Australian clinical-stage drug development company Noxopharm Limited (ASX:NOX) announced an international patent application aimed at protecting the use of experimental anti-cancer drug, Veyonda® (idronoxil), in blocking the development of septic shock associated with infections such as COVID-19 and influenza viruses.
Overall, septic shock is believed responsible for an estimated 10 million global deaths per year, with an estimated three million additional deaths due to the current pandemic. So-called ‘long COVID’ symptoms (e.g., long-lasting fatigue, breathing problems, headaches), along with severe organ damage (e.g., limb amputation, diabetes, kidney, and heart failure) and death are all are outcomes associated with septic shock.

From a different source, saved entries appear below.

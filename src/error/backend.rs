//! One-line descriptions of driver failures.
//!
//! Backend faults never escape the dispatchers; they are reported as a
//! message string inside `ExecutionResult::Error`. These helpers pull the
//! useful parts (code, server message) out of the typed driver errors instead
//! of relying on their verbose `Display` output.

/// Describe a MongoDB driver error as a single line.
pub fn describe_mongodb_error(error: &mongodb::error::Error) -> String {
    use mongodb::error::{ErrorKind, WriteFailure};

    match error.kind.as_ref() {
        ErrorKind::Write(WriteFailure::WriteError(write_error)) => {
            with_code(write_error.code, &write_error.message)
        }
        ErrorKind::Write(WriteFailure::WriteConcernError(wc_error)) => {
            with_code(wc_error.code, &wc_error.message)
        }
        ErrorKind::Command(command_error) => with_code(command_error.code, &command_error.message),
        ErrorKind::InsertMany(insert_error) => {
            if let Some(errors) = insert_error.write_errors.as_ref().filter(|e| !e.is_empty()) {
                let first = &errors[0];
                format!(
                    "{} (document #{}, {} write error(s))",
                    with_code(first.code, &first.message),
                    first.index,
                    errors.len()
                )
            } else if let Some(wc_error) = &insert_error.write_concern_error {
                with_code(wc_error.code, &wc_error.message)
            } else {
                error.to_string()
            }
        }
        ErrorKind::Authentication { message, .. } => format!("Authentication failed: {message}"),
        ErrorKind::InvalidArgument { message, .. } => format!("Invalid argument: {message}"),
        ErrorKind::ServerSelection { message, .. } => {
            format!("Cannot reach MongoDB server: {message}")
        }
        _ => error.to_string(),
    }
}

/// Describe a MySQL driver error as a single line.
pub fn describe_sqlx_error(error: &sqlx::Error) -> String {
    match error {
        sqlx::Error::Database(db_error) => match db_error.code() {
            Some(code) => format!("({code}) {}", db_error.message()),
            None => db_error.message().to_string(),
        },
        sqlx::Error::Io(io_error) => format!("Cannot reach MySQL server: {io_error}"),
        sqlx::Error::PoolTimedOut => "Timed out waiting for a MySQL connection".to_string(),
        other => other.to_string(),
    }
}

/// Prefix a server message with its symbolic name when the code is known.
fn with_code(code: i32, message: &str) -> String {
    match error_name(code) {
        Some(name) => format!("{name} ({code}): {message}"),
        None => format!("({code}) {message}"),
    }
}

/// Human-readable name for common MongoDB error codes.
fn error_name(code: i32) -> Option<&'static str> {
    let name = match code {
        11000 | 11001 => "DuplicateKey",
        13 => "Unauthorized",
        18 => "AuthenticationFailed",
        26 => "NamespaceNotFound",
        50 => "MaxTimeMSExpired",
        121 => "DocumentValidationFailure",
        _ => return None,
    };

    Some(name)
}

#[cfg(test)]
mod tests {
    use super::*;

    #[test]
    fn test_with_code_known_name() {
        assert_eq!(
            with_code(11000, "E11000 duplicate key"),
            "DuplicateKey (11000): E11000 duplicate key"
        );
    }

    #[test]
    fn test_with_code_unknown_name() {
        assert_eq!(with_code(2, "bad value"), "(2) bad value");
    }

    #[test]
    fn test_describe_sqlx_pool_timeout() {
        let msg = describe_sqlx_error(&sqlx::Error::PoolTimedOut);
        assert!(msg.contains("Timed out"));
    }
}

Veyonda is being developed as an anti-cancer drug based on immunostimulation and anti-inflammation functions. Its anti-inflammatory action stems from blocking of a signalling pathway called STING that normally serves as a trigger for an inflammatory response to repair damaged tissue such as virally-infected lungs. In some individuals, the STING response is inappropriately excessive, pushing the individual over into septic shock. Veyonda is the first drug that blocks STING to be tested in septic shock, including in COVID-19 patients.
Graham Kelly, CEO of Noxopharm who has been interviewed by TrialSite, said, “Globally, someone dies every three seconds from septic shock, the same rate as cancer. A cost-effective treatment for septic shock doubles the commercial opportunity for Veyonda.”

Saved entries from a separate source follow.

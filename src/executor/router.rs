//! Interpreter facade
//!
//! The [`Interpreter`] takes raw generated text plus its kind, resolves the
//! target logical database, and routes it:
//! - SQL → normalizer → [`SqlDispatcher`]
//! - Mongo → shell parser → [`MongoDispatcher`]
//!
//! Whatever happens, the caller gets an [`ExecutionResult`] back.

use std::fmt;
use std::str::FromStr;
use std::sync::Arc;
use std::time::Instant;

use serde::{Deserialize, Serialize};
use tracing::{Instrument, debug, info, info_span};
use uuid::Uuid;

use super::mongo::{DocumentStore, MongoDispatcher, MongoStore};
use super::result::ExecutionResult;
use crate::catalog::{DatabaseCatalog, LogicalDatabase, detect};
use crate::config::Config;
use crate::connection::ConnectionManager;
use crate::error::ConfigError;
use crate::parser::Parser;
use crate::sql::{MySqlBackend, SqlBackend, SqlDispatcher, normalize};

/// Which language a raw command is written in
#[derive(Debug, Clone, Copy, PartialEq, Eq, Serialize, Deserialize)]
#[serde(rename_all = "lowercase")]
pub enum CommandKind {
    Sql,
    Mongo,
}

impl fmt::Display for CommandKind {
    fn fmt(&self, f: &mut fmt::Formatter<'_>) -> fmt::Result {
        match self {
            CommandKind::Sql => f.write_str("sql"),
            CommandKind::Mongo => f.write_str("mongo"),
        }
    }
}

impl FromStr for CommandKind {
    type Err = ConfigError;

    fn from_str(s: &str) -> Result<Self, Self::Err> {
        match s.trim().to_lowercase().as_str() {
            "sql" | "mysql" => Ok(CommandKind::Sql),
            "mongo" | "mongodb" => Ok(CommandKind::Mongo),
            _ => Err(ConfigError::InvalidValue {
                field: "kind".to_string(),
                value: s.to_string(),
            }),
        }
    }
}

/// Generated command text and its kind
#[derive(Debug, Clone, PartialEq, Eq)]
pub struct RawCommand {
    pub text: String,
    pub kind: CommandKind,
}

impl RawCommand {
    pub fn sql(text: impl Into<String>) -> Self {
        Self {
            text: text.into(),
            kind: CommandKind::Sql,
        }
    }

    pub fn mongo(text: impl Into<String>) -> Self {
        Self {
            text: text.into(),
            kind: CommandKind::Mongo,
        }
    }
}

/// Entry point: raw command in, [`ExecutionResult`] out
#[derive(Clone)]
pub struct Interpreter {
    sql: SqlDispatcher,
    mongo: MongoDispatcher,
    parser: Arc<Parser>,
}

impl Interpreter {
    /// Build an interpreter over explicit backends
    ///
    /// # Arguments
    /// * `sql_backend` - Relational store
    /// * `document_store` - Document store
    /// * `catalog` - Logical database bindings
    pub fn new(
        sql_backend: Arc<dyn SqlBackend>,
        document_store: Arc<dyn DocumentStore>,
        catalog: DatabaseCatalog,
    ) -> Self {
        let catalog = Arc::new(catalog);
        Self {
            sql: SqlDispatcher::new(sql_backend, catalog.clone()),
            mongo: MongoDispatcher::new(document_store, catalog),
            parser: Arc::new(Parser::new()),
        }
    }

    /// Build an interpreter talking to MySQL and MongoDB as configured
    ///
    /// No connection is opened until a command runs.
    pub fn from_config(config: &Config) -> Self {
        let connections = Arc::new(ConnectionManager::new(config.connection.clone()));
        Self::new(
            Arc::new(MySqlBackend::new(connections.clone())),
            Arc::new(MongoStore::new(connections)),
            config.database_catalog(),
        )
    }

    /// Run one command
    ///
    /// # Arguments
    /// * `command` - Generated text and its kind
    /// * `database` - Explicit target; when `None`, detected from the text
    ///
    /// # Returns
    /// * `ExecutionResult` - Never an `Err`; failures are the `Error` variant
    pub async fn run(
        &self,
        command: &RawCommand,
        database: Option<LogicalDatabase>,
    ) -> ExecutionResult {
        let request_id = Uuid::new_v4();
        let resolved = database.or_else(|| detect(&command.text));
        let span = info_span!(
            "run",
            request_id = %request_id,
            kind = %command.kind,
            database = resolved.map(|db| db.name()).unwrap_or("none"),
        );

        async move {
            let Some(db) = resolved else {
                info!("No logical database selected or detected");
                return ExecutionResult::error(
                    "No database selected: name Bike Store, AdventureWorks or FIFA",
                );
            };

            let start = Instant::now();
            let result = match command.kind {
                CommandKind::Sql => {
                    let sql = normalize(&command.text);
                    debug!("Normalized SQL: {}", sql);
                    self.sql.execute(&sql, db).await
                }
                CommandKind::Mongo => match self.parser.parse(&command.text) {
                    Ok(parsed) => self.mongo.execute(&parsed, db).await,
                    Err(e) => {
                        info!("Rejected shell command: {}", e);
                        ExecutionResult::error(e.to_string())
                    }
                },
            };

            debug!(
                "Finished in {} ms (error: {})",
                start.elapsed().as_millis(),
                result.is_error()
            );
            result
        }
        .instrument(span)
        .await
    }
}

Noxopharm Limited (ASX:NOX) is an Australian clinical-stage drug development company focused on the treatment of cancer and septic shock.Veyonda® is the Company’s first pipe-line drug candidate currently in Phase 2 clinical trialling. Veyonda® has two main drug actions – a moderating effect on the ceramide/sphingosine-1-phosphate balance and inhibition of STING signalling. Activity against the former target contributes to its dual-acting oncotoxic and immuno-oncology functions designed to enhance the effectiveness and safety of standard oncology treatments, i.e., chemotherapies, radiotherapy and immune checkpoint inhibitors. Activity against the latter target provides an anti-inflammatory effect, also contributing to an anti-cancer action, but also potentially blocking septic shock.